". . .I'm just going to sit here and take it!"
I made a conscious decision last Sunday that I wasn't going to watch the 78th running of the Oscars, the prospect of seeing Jon Stewart fall flat on his face notwithstanding.
Instead, I made the trek over to the local Blockbuster and rented Network, the 1976 Paddy Chayefsky flick that had everyone "mad as hell" and opening windows.
The film won four Oscars, including a posthumous award to Peter Finch, the "mad as hell" Howard Beale who demanded of his television audience that they exhibit more outrage.
Finch never lived to see us get up, run to the windows, and scream at the top of our lungs, "I'm as mad as hell, and I'm not going to take this anymore." I wonder, will any of us live to see the day when Long Islanders are sufficiently pissed, driven to their windows, and moved to scream?
We groan and mumble about property taxes, then, year after year, we simply make out another check to the Receiver's office.
We lament the loss of suburbia -- the congested roadways, the big-box stores, the vacant "Main Streets," the basement apartments, among other untold indicia of a quality of life long foresaken if not forgotten-- and then, we quietly retreat into the shadows of complacency.

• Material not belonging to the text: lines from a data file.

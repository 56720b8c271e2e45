pub mod structure;
pub mod update;

use actix_web::{HttpRequest, HttpResponse, Result as ActixResult};
use std::sync::Arc;

use crate::models::progress::requests::UpdateProgressRequest;
use crate::storage::RecordStore;

pub struct ProgressService {
    storage: Option<Arc<dyn RecordStore>>,
}

impl ProgressService {
    pub fn new_lazy() -> Self {
        Self { storage: None }
    }

    /// 注入指定存储（测试用）
    #[cfg(test)]
    pub fn with_storage(storage: Arc<dyn RecordStore>) -> Self {
        Self {
            storage: Some(storage),
        }
    }

    pub(crate) fn get_storage(&self, request: &HttpRequest) -> Arc<dyn RecordStore> {
        if let Some(storage) = &self.storage {
            storage.clone()
        } else {
            request
                .app_data::<actix_web::web::Data<Arc<dyn RecordStore>>>()
                .expect("Storage not found in app data")
                .get_ref()
                .clone()
        }
    }

    pub async fn update_student_progress(
        &self,
        request: &HttpRequest,
        student_id: i64,
        course_id: i64,
        payload: UpdateProgressRequest,
    ) -> ActixResult<HttpResponse> {
        update::update_student_progress(self, request, student_id, course_id, payload).await
    }
}
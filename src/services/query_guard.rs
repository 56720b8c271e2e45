//! 查询熔断
//!
//! 聚合计算触达的记录数超过阈值时不再完成完整计算，改为返回
//! 固定的最小降级结果（一门课程、一条活动、一个成就），把最坏
//! 情况的开销限制在 O(阈值)。牺牲精确性换可用性，触发时只发
//! warn 级诊断，不重试。
//!
//! 阈值来自 `dashboard.guard` 配置（样例值出身，按部署调整）。

use tracing::warn;

use crate::models::analytics::responses::{
    CourseAnalyticsResponse, CourseOverview, EngagementMetric, PerformanceMetric, ProgressBucket,
    Trend,
};
use crate::models::dashboards::responses::{
    Achievement, AdminCourseMetrics, CourseMetricsRow, CourseProgressRow, LearningStats,
    PopularCourseRow, RecentActivity, StudentDashboardResponse, StudentProgressRow, TeachingStats,
    TeacherDashboardResponse, TopCourseRow,
};

/// 阈值检查
///
/// 返回 true 表示熔断触发，调用方应改用对应的降级结果。
/// 必须作为显式检查调用，保证可测试。
pub fn check(len: usize, threshold: usize, context: &str) -> bool {
    if len > threshold {
        warn!(
            "查询熔断触发: {} 记录数 {} 超过阈值 {}，返回降级结果",
            context, len, threshold
        );
        true
    } else {
        false
    }
}

/// 降级学生仪表盘
///
/// 一门课程、一条活动、一个成就，内部数值自洽
/// （统计字段与课程行一致）。
pub fn fallback_student_dashboard() -> StudentDashboardResponse {
    let now = chrono::Utc::now();
    StudentDashboardResponse {
        learning_stats: LearningStats {
            total_courses: 1,
            active_courses: 1,
            completed_courses: 0,
            average_progress: 50,
            total_time_spent: 0,
            weekly_progress_estimated: 0,
        },
        course_progress: vec![CourseProgressRow {
            course_id: 0,
            course_title: "数据量过大，已降级展示".to_string(),
            progress_percentage: 50,
            completed_sections: 0,
            completed_exercises: 0,
            time_spent: 0,
            last_activity_at: Some(now),
        }],
        recent_activity: vec![RecentActivity {
            course_id: 0,
            course_title: "数据量过大，已降级展示".to_string(),
            action: "dashboard_degraded".to_string(),
            timestamp: now,
        }],
        achievements: vec![Achievement {
            id: "first_steps".to_string(),
            title: "First Steps".to_string(),
            description: "完成第一个练习".to_string(),
            category: "exercise".to_string(),
            unlocked_at: now,
        }],
    }
}

/// 降级教师仪表盘
pub fn fallback_teacher_dashboard() -> TeacherDashboardResponse {
    let now = chrono::Utc::now();
    TeacherDashboardResponse {
        teaching_stats: TeachingStats {
            total_courses: 1,
            total_students: 1,
            average_progress: 50,
            pending_grading: 0,
        },
        course_metrics: vec![CourseMetricsRow {
            course_id: 0,
            course_title: "数据量过大，已降级展示".to_string(),
            enrolled_students: 1,
            average_progress: 50,
            average_score: None,
        }],
        recent_activity: vec![RecentActivity {
            course_id: 0,
            course_title: "数据量过大，已降级展示".to_string(),
            action: "dashboard_degraded".to_string(),
            timestamp: now,
        }],
        student_progress: vec![StudentProgressRow {
            student_id: 0,
            student_name: "已降级".to_string(),
            course_id: 0,
            course_title: "数据量过大，已降级展示".to_string(),
            progress_percentage: 50,
            last_activity_at: Some(now),
        }],
    }
}

/// 降级管理员课程指标块
///
/// 平台计数本身是廉价查询不降级，只有课程排行的联表部分
/// 超阈值时换成这个最小块。
pub fn fallback_admin_course_metrics() -> AdminCourseMetrics {
    AdminCourseMetrics {
        most_popular: vec![PopularCourseRow {
            course_id: 0,
            course_title: "数据量过大，已降级展示".to_string(),
            enrollments: 1,
        }],
        top_performing: vec![TopCourseRow {
            course_id: 0,
            course_title: "数据量过大，已降级展示".to_string(),
            completion_rate: 0,
        }],
    }
}

/// 降级课程分析
///
/// 单人样本：四桶之和 == 总人数的不变量在降级结果里同样成立。
pub fn fallback_course_analytics(course_id: i64, course_title: &str) -> CourseAnalyticsResponse {
    CourseAnalyticsResponse {
        overview: CourseOverview {
            course_id,
            course_title: course_title.to_string(),
            total_enrollments: 1,
            average_progress: 50,
            completion_rate: 0,
            dropout_rate: 0,
        },
        progress_distribution: vec![
            ProgressBucket {
                range: "0-25".to_string(),
                count: 0,
            },
            ProgressBucket {
                range: "26-50".to_string(),
                count: 1,
            },
            ProgressBucket {
                range: "51-75".to_string(),
                count: 0,
            },
            ProgressBucket {
                range: "76-100".to_string(),
                count: 0,
            },
        ],
        performance_metrics: vec![PerformanceMetric {
            metric: "average_progress".to_string(),
            value: 50.0,
            trend: Trend::Stable,
        }],
        engagement_metrics: vec![EngagementMetric {
            metric: "active_students".to_string(),
            value: 1.0,
        }],
    }
}

#[cfg(test)]
mod tests {
    use super::*;

    #[test]
    fn test_check_under_and_over_threshold() {
        assert!(!check(10, 20, "student_enrollments"));
        assert!(!check(20, 20, "student_enrollments")); // 等于阈值不触发
        assert!(check(21, 20, "student_enrollments"));
    }

    #[test]
    fn test_student_fallback_is_internally_consistent() {
        let fallback = fallback_student_dashboard();
        let stats = &fallback.learning_stats;
        assert_eq!(
            stats.total_courses,
            fallback.course_progress.len() as i64
        );
        assert_eq!(fallback.course_progress.len(), 1);
        assert_eq!(fallback.recent_activity.len(), 1);
        assert_eq!(fallback.achievements.len(), 1);
        // 统计字段与唯一课程行一致
        assert_eq!(
            stats.average_progress,
            fallback.course_progress[0].progress_percentage as i64
        );
    }

    #[test]
    fn test_analytics_fallback_buckets_sum_to_total() {
        let fallback = fallback_course_analytics(7, "测试课程");
        let sum: i64 = fallback
            .progress_distribution
            .iter()
            .map(|b| b.count)
            .sum();
        assert_eq!(sum, fallback.overview.total_enrollments);
        assert_eq!(fallback.progress_distribution.len(), 4);
    }
}
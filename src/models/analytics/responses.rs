use serde::{Deserialize, Serialize};
use ts_rs::TS;

/// 课程分析概览
#[derive(Debug, Clone, Serialize, Deserialize, TS)]
#[ts(export, export_to = "../frontend/src/types/generated/analytics.ts")]
pub struct CourseOverview {
    pub course_id: i64,
    pub course_title: String,
    pub total_enrollments: i64,
    pub average_progress: i64,
    // round(100 * 完成人数 / 总人数)，无人选课时为 0
    pub completion_rate: i64,
    // 按 dropped 状态统计
    pub dropout_rate: i64,
}

/// 进度区间桶
///
/// 固定四个闭区间 [0,25] [26,50] [51,75] [76,100]，互不重叠，
/// 四桶计数之和恒等于选课总人数。
#[derive(Debug, Clone, PartialEq, Serialize, Deserialize, TS)]
#[ts(export, export_to = "../frontend/src/types/generated/analytics.ts")]
pub struct ProgressBucket {
    pub range: String,
    pub count: i64,
}

/// 趋势方向（粗粒度启发式，不是时间序列回归）
#[derive(Debug, Clone, Copy, PartialEq, Serialize, Deserialize, TS)]
#[serde(rename_all = "snake_case")]
#[ts(export, export_to = "../frontend/src/types/generated/analytics.ts")]
pub enum Trend {
    Up,
    Stable,
    Down,
}

/// 表现指标条目（固定顺序返回）
#[derive(Debug, Clone, Serialize, Deserialize, TS)]
#[ts(export, export_to = "../frontend/src/types/generated/analytics.ts")]
pub struct PerformanceMetric {
    pub metric: String,
    pub value: f64,
    pub trend: Trend,
}

/// 参与度指标条目
#[derive(Debug, Clone, Serialize, Deserialize, TS)]
#[ts(export, export_to = "../frontend/src/types/generated/analytics.ts")]
pub struct EngagementMetric {
    pub metric: String,
    pub value: f64,
}

/// 课程分析响应
#[derive(Debug, Clone, Serialize, Deserialize, TS)]
#[ts(export, export_to = "../frontend/src/types/generated/analytics.ts")]
pub struct CourseAnalyticsResponse {
    pub overview: CourseOverview,
    pub progress_distribution: Vec<ProgressBucket>,
    pub performance_metrics: Vec<PerformanceMetric>,
    pub engagement_metrics: Vec<EngagementMetric>,
}
//! 管理员仪表盘聚合
//!
//! 平台级计数（按角色的用户数、课程/班期/进度/提交总数）、
//! 参与度、课程热度与表现排行，以及静态的协作服务健康块
//! （本服务不做真实健康探测）。

use actix_web::{HttpRequest, HttpResponse, Result as ActixResult};
use std::collections::HashMap;

use super::DashboardService;
use crate::config::AppConfig;
use crate::models::dashboards::responses::{
    AdminCourseMetrics, AdminDashboardResponse, PlatformStats, PopularCourseRow, SystemHealth,
    TopCourseRow, UserBreakdown,
};
use crate::models::{ApiResponse, ServiceError};
use crate::services::{query_guard, service_error_to_response};
use crate::storage::RecordStore;

// 活跃用户的统计窗口（天）
const ACTIVE_USER_WINDOW_DAYS: i64 = 30;
// 排行榜长度
const COURSE_RANKING_LIMIT: usize = 5;
// 排行聚合触达的班期上限
const PROMOTION_SCAN_LIMIT: u64 = 200;

pub async fn compute_admin_dashboard(
    store: &dyn RecordStore,
) -> Result<AdminDashboardResponse, ServiceError> {
    let role_counts = store.count_users_by_role().await?;
    let total_users = role_counts.total();
    let total_courses = store.count_courses().await?;
    let total_promotions = store.count_promotions().await?;
    let total_progress_records = store.count_progress_records().await?;
    let total_submissions = store.count_submissions().await?;

    let since = chrono::Utc::now() - chrono::Duration::days(ACTIVE_USER_WINDOW_DAYS);
    let active_users = store.count_active_users_since(since).await?;
    let platform_engagement = if total_users > 0 {
        ((100.0 * active_users as f64) / (total_users as f64)).round() as i64
    } else {
        0
    };

    let course_metrics = compute_course_rankings(store).await?;

    Ok(AdminDashboardResponse {
        platform_stats: PlatformStats {
            total_users,
            total_courses,
            total_promotions,
            total_progress_records,
            total_submissions,
            platform_engagement,
        },
        user_breakdown: UserBreakdown {
            students: role_counts.students,
            teachers: role_counts.teachers,
            staff: role_counts.staff,
            admins: role_counts.admins,
        },
        course_metrics,
        system_health: SystemHealth::default(),
    })
}

/// 课程热度（按班期选课人数合计）与表现（按完成率）排行
///
/// 联表部分是管理员视图里唯一可能放大的查询，进度记录数
/// 超阈值时换成最小降级块，计数部分不受影响。
async fn compute_course_rankings(
    store: &dyn RecordStore,
) -> Result<AdminCourseMetrics, ServiceError> {
    let promotions = store.list_promotions(PROMOTION_SCAN_LIMIT).await?;

    // course_id → 合计选课人数
    let mut enrollments: HashMap<i64, i64> = HashMap::new();
    // course_id → (完成数, 进度条目数)
    let mut completion: HashMap<i64, (i64, i64)> = HashMap::new();
    let mut joined_progress = 0usize;

    let config = AppConfig::get();
    for promotion in &promotions {
        let students = store.count_students_in_promotion(promotion.id).await?;
        for course_id in &promotion.course_ids {
            *enrollments.entry(*course_id).or_insert(0) += students;
        }

        let records = store.find_progress_by_promotion(promotion.id).await?;
        joined_progress += records.len();
        if query_guard::check(
            joined_progress,
            config.dashboard.guard.joined_progress_limit,
            "admin_joined_progress",
        ) {
            return Ok(query_guard::fallback_admin_course_metrics());
        }

        for record in &records {
            for entry in &record.courses {
                let slot = completion.entry(entry.course_id).or_insert((0, 0));
                if entry.is_completed() {
                    slot.0 += 1;
                }
                slot.1 += 1;
            }
        }
    }

    let mut popular: Vec<(i64, i64)> = enrollments.into_iter().collect();
    popular.sort_by_key(|(course_id, count)| (std::cmp::Reverse(*count), *course_id));
    popular.truncate(COURSE_RANKING_LIMIT);

    let mut performing: Vec<(i64, i64)> = completion
        .into_iter()
        .map(|(course_id, (completed, total))| {
            let rate = if total > 0 {
                ((100.0 * completed as f64) / (total as f64)).round() as i64
            } else {
                0
            };
            (course_id, rate)
        })
        .collect();
    performing.sort_by_key(|(course_id, rate)| (std::cmp::Reverse(*rate), *course_id));
    performing.truncate(COURSE_RANKING_LIMIT);

    // 联标题
    let mut ids: Vec<i64> = popular.iter().map(|(id, _)| *id).collect();
    ids.extend(performing.iter().map(|(id, _)| *id));
    ids.sort_unstable();
    ids.dedup();
    let titles: HashMap<i64, String> = store
        .find_courses_by_ids(&ids)
        .await?
        .into_iter()
        .map(|c| (c.id, c.title))
        .collect();
    let title_of = |course_id: i64| {
        titles
            .get(&course_id)
            .cloned()
            .unwrap_or_else(|| format!("课程 {course_id}"))
    };

    Ok(AdminCourseMetrics {
        most_popular: popular
            .into_iter()
            .map(|(course_id, count)| PopularCourseRow {
                course_id,
                course_title: title_of(course_id),
                enrollments: count,
            })
            .collect(),
        top_performing: performing
            .into_iter()
            .map(|(course_id, rate)| TopCourseRow {
                course_id,
                course_title: title_of(course_id),
                completion_rate: rate,
            })
            .collect(),
    })
}

/// HTTP 包装
pub async fn get_admin_dashboard(
    service: &DashboardService,
    request: &HttpRequest,
) -> ActixResult<HttpResponse> {
    let storage = service.get_storage(request);
    let provider = service.get_provider();

    match provider.admin_dashboard(storage.as_ref()).await {
        Ok(response) => Ok(HttpResponse::Ok().json(ApiResponse::success(response, "查询成功"))),
        Err(err) => Ok(service_error_to_response(&err)),
    }
}

#[cfg(test)]
mod tests {
    use super::*;
    use crate::models::courses::entities::{Course, CourseStatus};
    use crate::models::progress::entities::{CourseProgress, PromotionProgress};
    use crate::models::promotions::entities::{Promotion, PromotionStatus};
    use crate::models::users::entities::{User, UserRole, UserStatus};
    use crate::storage::memory::MemoryRecordStore;

    fn user(id: i64, role: UserRole, promotion_id: Option<i64>, recent_login: bool) -> User {
        let now = chrono::Utc::now();
        User {
            id,
            username: format!("user{id}"),
            email: format!("user{id}@example.com"),
            role,
            status: UserStatus::Active,
            display_name: None,
            current_promotion_id: promotion_id,
            last_login: if recent_login {
                Some(now)
            } else {
                Some(now - chrono::Duration::days(90))
            },
            created_at: now,
            updated_at: now,
        }
    }

    fn bare_course(id: i64, title: &str) -> Course {
        let now = chrono::Utc::now();
        Course {
            id,
            title: title.to_string(),
            instructor_id: 1,
            collaborator_ids: vec![],
            status: CourseStatus::Published,
            chapters: vec![],
            created_at: now,
            updated_at: now,
        }
    }

    fn seed_progress(
        store: &MemoryRecordStore,
        promotion_id: i64,
        student_id: i64,
        entries: Vec<(i64, u8)>,
    ) {
        let now = chrono::Utc::now();
        store.insert_progress(PromotionProgress {
            id: 0,
            promotion_id,
            student_id,
            courses: entries
                .into_iter()
                .map(|(course_id, pct)| {
                    let mut entry = CourseProgress::empty(course_id);
                    entry.progress_percentage = pct;
                    entry
                })
                .collect(),
            created_at: now,
            updated_at: now,
        });
    }

    #[tokio::test]
    async fn test_admin_dashboard_counts_and_engagement() {
        let store = MemoryRecordStore::new();
        store.insert_user(user(1, UserRole::Admin, None, true));
        store.insert_user(user(2, UserRole::Teacher, None, false));
        store.insert_user(user(100, UserRole::Student, Some(1), true));
        store.insert_user(user(101, UserRole::Student, Some(1), false));
        store.insert_course(bare_course(9701, "热门课"));
        store.insert_promotion(Promotion {
            id: 1,
            name: "2025-P1".to_string(),
            course_ids: vec![9701],
            status: PromotionStatus::Active,
            created_at: chrono::Utc::now(),
            updated_at: chrono::Utc::now(),
        });
        seed_progress(&store, 1, 100, vec![(9701, 100)]);
        seed_progress(&store, 1, 101, vec![(9701, 20)]);

        let dashboard = compute_admin_dashboard(&store).await.unwrap();
        let stats = &dashboard.platform_stats;
        assert_eq!(stats.total_users, 4);
        assert_eq!(stats.total_courses, 1);
        assert_eq!(stats.total_promotions, 1);
        assert_eq!(stats.total_progress_records, 2);
        // 4 个用户中 2 个在 30 天窗口内登录过
        assert_eq!(stats.platform_engagement, 50);

        assert_eq!(dashboard.user_breakdown.students, 2);
        assert_eq!(dashboard.user_breakdown.teachers, 1);
        assert_eq!(dashboard.user_breakdown.admins, 1);

        // 排行：9701 选课人数 2，完成率 50%
        let popular = &dashboard.course_metrics.most_popular;
        assert_eq!(popular.len(), 1);
        assert_eq!(popular[0].course_id, 9701);
        assert_eq!(popular[0].enrollments, 2);
        assert_eq!(popular[0].course_title, "热门课");

        let performing = &dashboard.course_metrics.top_performing;
        assert_eq!(performing[0].completion_rate, 50);

        // 静态健康块
        assert_eq!(dashboard.system_health.database, "healthy");
    }

    #[tokio::test]
    async fn test_empty_platform_yields_zeroes() {
        let store = MemoryRecordStore::new();
        let dashboard = compute_admin_dashboard(&store).await.unwrap();
        assert_eq!(dashboard.platform_stats.total_users, 0);
        assert_eq!(dashboard.platform_stats.platform_engagement, 0);
        assert!(dashboard.course_metrics.most_popular.is_empty());
        assert!(dashboard.course_metrics.top_performing.is_empty());
    }

    #[tokio::test]
    async fn test_rankings_degrade_when_progress_volume_exceeds_limit() {
        let store = MemoryRecordStore::new();
        store.insert_promotion(Promotion {
            id: 3,
            name: "2025-P3".to_string(),
            course_ids: vec![9801],
            status: PromotionStatus::Active,
            created_at: chrono::Utc::now(),
            updated_at: chrono::Utc::now(),
        });
        // 105 条进度记录，超过默认阈值 100
        for student_id in 1000..1105 {
            seed_progress(&store, 3, student_id, vec![(9801, 50)]);
        }

        let dashboard = compute_admin_dashboard(&store).await.unwrap();
        // 计数部分仍是真实值
        assert_eq!(dashboard.platform_stats.total_progress_records, 105);
        // 排行块被降级为最小形状
        assert_eq!(dashboard.course_metrics.most_popular.len(), 1);
        assert_eq!(dashboard.course_metrics.most_popular[0].course_id, 0);
    }
}
use crate::cache::traits::ObjectCache;
use crate::errors::Result;
use once_cell::sync::Lazy;
use std::{
    collections::HashMap,
    future::Future,
    pin::Pin,
    sync::{Arc, RwLock},
};

pub type BoxedObjectCacheFuture =
    Pin<Box<dyn Future<Output = Result<Box<dyn ObjectCache>>> + Send>>;
pub type ObjectCacheConstructor = Arc<dyn Fn() -> BoxedObjectCacheFuture + Send + Sync>;

static OBJECT_CACHE_REGISTRY: Lazy<RwLock<HashMap<String, ObjectCacheConstructor>>> =
    Lazy::new(|| RwLock::new(HashMap::new()));

pub fn register_object_cache_plugin<S: Into<String>>(name: S, constructor: ObjectCacheConstructor) {
    let name = name.into();
    let mut registry = OBJECT_CACHE_REGISTRY
        .write()
        .expect("Cache registry lock poisoned");
    registry.insert(name, constructor);
}

pub fn get_object_cache_plugin(name: &str) -> Option<ObjectCacheConstructor> {
    OBJECT_CACHE_REGISTRY
        .read()
        .expect("Cache registry lock poisoned")
        .get(name)
        .cloned()
}

/// 打印已注册的缓存插件（仅调试用）
pub fn debug_object_cache_registry() {
    let registry = OBJECT_CACHE_REGISTRY
        .read()
        .expect("Cache registry lock poisoned");
    if registry.is_empty() {
        tracing::debug!("没有注册任何缓存插件");
    } else {
        tracing::debug!("已注册的缓存插件:");
        for key in registry.keys() {
            tracing::debug!(" - {}", key);
        }
    }
}

#[cfg(test)]
mod tests {
    use super::*;

    #[test]
    fn test_builtin_plugins_registered() {
        // ctor 在测试二进制加载时也会执行
        assert!(get_object_cache_plugin("moka").is_some());
        assert!(get_object_cache_plugin("redis").is_some());
        assert!(get_object_cache_plugin("nonexistent").is_none());
    }
}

"Someone ought to..." "They had better..." "When will they..." This is as far as that primal scream has evolved -- a muted undercurrent of resignation.
Will we -- or anyone among us, for that matter -- ever have the guts or the backbone to stand up, to Washington, to Albany, to Mineola, to Town Hall, for goodness sake, and to shout for all the world to hear, "I'm as mad as hell, and I'm not going to take this anymore?"
With apologies to Mr. Chayefsky, let me take a stab at the Soliloquy:
We deal in illusions, man. None of it is true! But you people sit there day after day, night after night, all ages, colors, creeds - we're all you know. You're beginning to believe the illusions we're spinning here. You're beginning to think that the blog is reality and that your own lives are unreal. You do whatever the blog tells you. You dress like the blog, you eat like the blog, you raise your children like the blog. You even think like the blog. This is mass madness. You maniacs. In God's name, you people are the real thing. We are the illusion. So turn off your computer monitors. Turn them off now. Turn them off right now. Turn them off and leave them off. Turn them off right in the middle of this sentence I am blogging to you now. Turn them off!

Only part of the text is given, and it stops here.